## WORK REQUEST
Reproduce the listing exactly, so that no line differs from the original.

## SOURCE RECORDS
____

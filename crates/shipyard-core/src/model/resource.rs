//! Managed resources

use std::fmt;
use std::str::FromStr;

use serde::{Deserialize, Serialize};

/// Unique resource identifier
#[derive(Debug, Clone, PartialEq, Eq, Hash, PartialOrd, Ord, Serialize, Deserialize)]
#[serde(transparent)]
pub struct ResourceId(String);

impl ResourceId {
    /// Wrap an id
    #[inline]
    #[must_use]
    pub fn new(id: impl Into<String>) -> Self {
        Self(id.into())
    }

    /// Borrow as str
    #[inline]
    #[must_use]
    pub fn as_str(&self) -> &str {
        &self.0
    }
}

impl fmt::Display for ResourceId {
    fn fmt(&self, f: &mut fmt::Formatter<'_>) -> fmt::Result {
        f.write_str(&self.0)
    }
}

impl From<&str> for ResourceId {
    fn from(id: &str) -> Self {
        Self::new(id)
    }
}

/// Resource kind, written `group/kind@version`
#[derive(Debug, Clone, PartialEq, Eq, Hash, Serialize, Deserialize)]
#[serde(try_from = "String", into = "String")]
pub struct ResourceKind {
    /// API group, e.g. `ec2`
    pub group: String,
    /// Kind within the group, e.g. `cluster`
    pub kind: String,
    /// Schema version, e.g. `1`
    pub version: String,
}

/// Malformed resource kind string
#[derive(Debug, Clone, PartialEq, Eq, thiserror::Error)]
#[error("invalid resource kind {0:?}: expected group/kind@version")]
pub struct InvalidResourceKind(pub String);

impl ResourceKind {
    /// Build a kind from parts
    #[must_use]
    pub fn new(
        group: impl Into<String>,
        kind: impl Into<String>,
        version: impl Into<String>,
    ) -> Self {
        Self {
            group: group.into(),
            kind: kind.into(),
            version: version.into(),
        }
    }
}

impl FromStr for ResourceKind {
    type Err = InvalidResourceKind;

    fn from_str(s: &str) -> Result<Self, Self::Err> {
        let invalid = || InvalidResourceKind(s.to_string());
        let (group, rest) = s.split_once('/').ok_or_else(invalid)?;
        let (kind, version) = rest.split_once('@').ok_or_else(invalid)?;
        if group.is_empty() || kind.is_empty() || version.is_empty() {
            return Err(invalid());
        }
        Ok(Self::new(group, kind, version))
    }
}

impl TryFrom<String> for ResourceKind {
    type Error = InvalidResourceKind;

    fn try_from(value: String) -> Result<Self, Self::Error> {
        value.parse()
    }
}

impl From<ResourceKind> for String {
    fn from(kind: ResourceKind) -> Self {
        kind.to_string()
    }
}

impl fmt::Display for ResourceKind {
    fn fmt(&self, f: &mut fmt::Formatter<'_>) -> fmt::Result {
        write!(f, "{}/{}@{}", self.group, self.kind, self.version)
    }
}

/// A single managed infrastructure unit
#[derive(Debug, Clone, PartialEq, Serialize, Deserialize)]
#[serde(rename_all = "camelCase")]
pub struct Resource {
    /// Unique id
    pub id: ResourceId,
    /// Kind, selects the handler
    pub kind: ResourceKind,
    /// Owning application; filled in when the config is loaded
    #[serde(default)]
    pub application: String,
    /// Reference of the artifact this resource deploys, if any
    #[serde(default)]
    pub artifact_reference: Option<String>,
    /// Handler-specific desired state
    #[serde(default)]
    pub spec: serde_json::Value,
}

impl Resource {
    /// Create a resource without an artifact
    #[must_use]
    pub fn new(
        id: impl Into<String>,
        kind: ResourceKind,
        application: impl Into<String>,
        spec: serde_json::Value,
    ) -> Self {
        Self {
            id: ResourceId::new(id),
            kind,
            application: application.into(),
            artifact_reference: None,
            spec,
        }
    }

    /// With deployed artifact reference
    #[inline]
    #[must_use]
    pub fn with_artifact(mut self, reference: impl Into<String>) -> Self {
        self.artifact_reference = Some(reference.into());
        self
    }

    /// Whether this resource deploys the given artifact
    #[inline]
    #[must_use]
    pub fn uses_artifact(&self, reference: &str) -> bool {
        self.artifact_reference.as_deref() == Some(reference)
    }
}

____

## SOLUTION
filename crates/shipyard-core/src/model/resource.rs
//! Managed resources

use std::fmt;
use std::str::FromStr;

use serde::{Deserialize, Serialize};

/// Unique resource identifier
#[derive(Debug, Clone, PartialEq, Eq, Hash, PartialOrd, Ord, Serialize, Deserialize)]
#[serde(transparent)]
pub struct ResourceId(String);

impl ResourceId {
    /// Wrap an id
    #[inline]
    #[must_use]
    pub fn new(id: impl Into<String>) -> Self {
        Self(id.into())
    }

    /// Borrow as str
    #[inline]
    #[must_use]
    pub fn as_str(&self) -> &str {
        &self.0
    }
}

impl fmt::Display for ResourceId {
    fn fmt(&self, f: &mut fmt::Formatter<'_>) -> fmt::Result {
        f.write_str(&self.0)
    }
}

impl From<&str> for ResourceId {
    fn from(id: &str) -> Self {
        Self::new(id)
    }
}

/// Resource kind, written `group/kind@version`
#[derive(Debug, Clone, PartialEq, Eq, Hash, Serialize, Deserialize)]
#[serde(try_from = "String", into = "String")]
pub struct ResourceKind {
    /// API group, e.g. `ec2`
    pub group: String,
    /// Kind within the group, e.g. `cluster`
    pub kind: String,
    /// Schema version, e.g. `1`
    pub version: String,
}

/// Malformed resource kind string
#[derive(Debug, Clone, PartialEq, Eq, thiserror::Error)]
#[error("invalid resource kind {0:?}: expected group/kind@version")]
pub struct InvalidResourceKind(pub String);

impl ResourceKind {
    /// Build a kind from parts
    #[must_use]
    pub fn new(
        group: impl Into<String>,
        kind: impl Into<String>,
        version: impl Into<String>,
    ) -> Self {
        Self {
            group: group.into(),
            kind: kind.into(),
            version: version.into(),
        }
    }
}

impl FromStr for ResourceKind {
    type Err = InvalidResourceKind;

    fn from_str(s: &str) -> Result<Self, Self::Err> {
        let invalid = || InvalidResourceKind(s.to_string());
        let (group, rest) = s.split_once('/').ok_or_else(invalid)?;
        let (kind, version) = rest.split_once('@').ok_or_else(invalid)?;
        if group.is_empty() || kind.is_empty() || version.is_empty() {
            return Err(invalid());
        }
        Ok(Self::new(group, kind, version))
    }
}

impl TryFrom<String> for ResourceKind {
    type Error = InvalidResourceKind;

    fn try_from(value: String) -> Result<Self, Self::Error> {
        value.parse()
    }
}

impl From<ResourceKind> for String {
    fn from(kind: ResourceKind) -> Self {
        kind.to_string()
    }
}

impl fmt::Display for ResourceKind {
    fn fmt(&self, f: &mut fmt::Formatter<'_>) -> fmt::Result {
        write!(f, "{}/{}@{}", self.group, self.kind, self.version)
    }
}

/// A single managed infrastructure unit
#[derive(Debug, Clone, PartialEq, Serialize, Deserialize)]
#[serde(rename_all = "camelCase")]
pub struct Resource {
    /// Unique id
    pub id: ResourceId,
    /// Kind, selects the handler
    pub kind: ResourceKind,
    /// Owning application; filled in when the config is loaded
    #[serde(default)]
    pub application: String,
    /// Reference of the artifact this resource deploys, if any
    #[serde(default)]
    pub artifact_reference: Option<String>,
    /// Handler-specific desired state
    #[serde(default)]
    pub spec: serde_json::Value,
}

impl Resource {
    /// Create a resource without an artifact
    #[must_use]
    pub fn new(
        id: impl Into<String>,
        kind: ResourceKind,
        application: impl Into<String>,
        spec: serde_json::Value,
    ) -> Self {
        Self {
            id: ResourceId::new(id),
            kind,
            application: application.into(),
            artifact_reference: None,
            spec,
        }
    }

    /// With deployed artifact reference
    #[inline]
    #[must_use]
    pub fn with_artifact(mut self, reference: impl Into<String>) -> Self {
        self.artifact_reference = Some(reference.into());
        self
    }

    /// Whether this resource deploys the given artifact
    #[inline]
    #[must_use]
    pub fn uses_artifact(&self, reference: &str) -> bool {
        self.artifact_reference.as_deref() == Some(reference)
    }
}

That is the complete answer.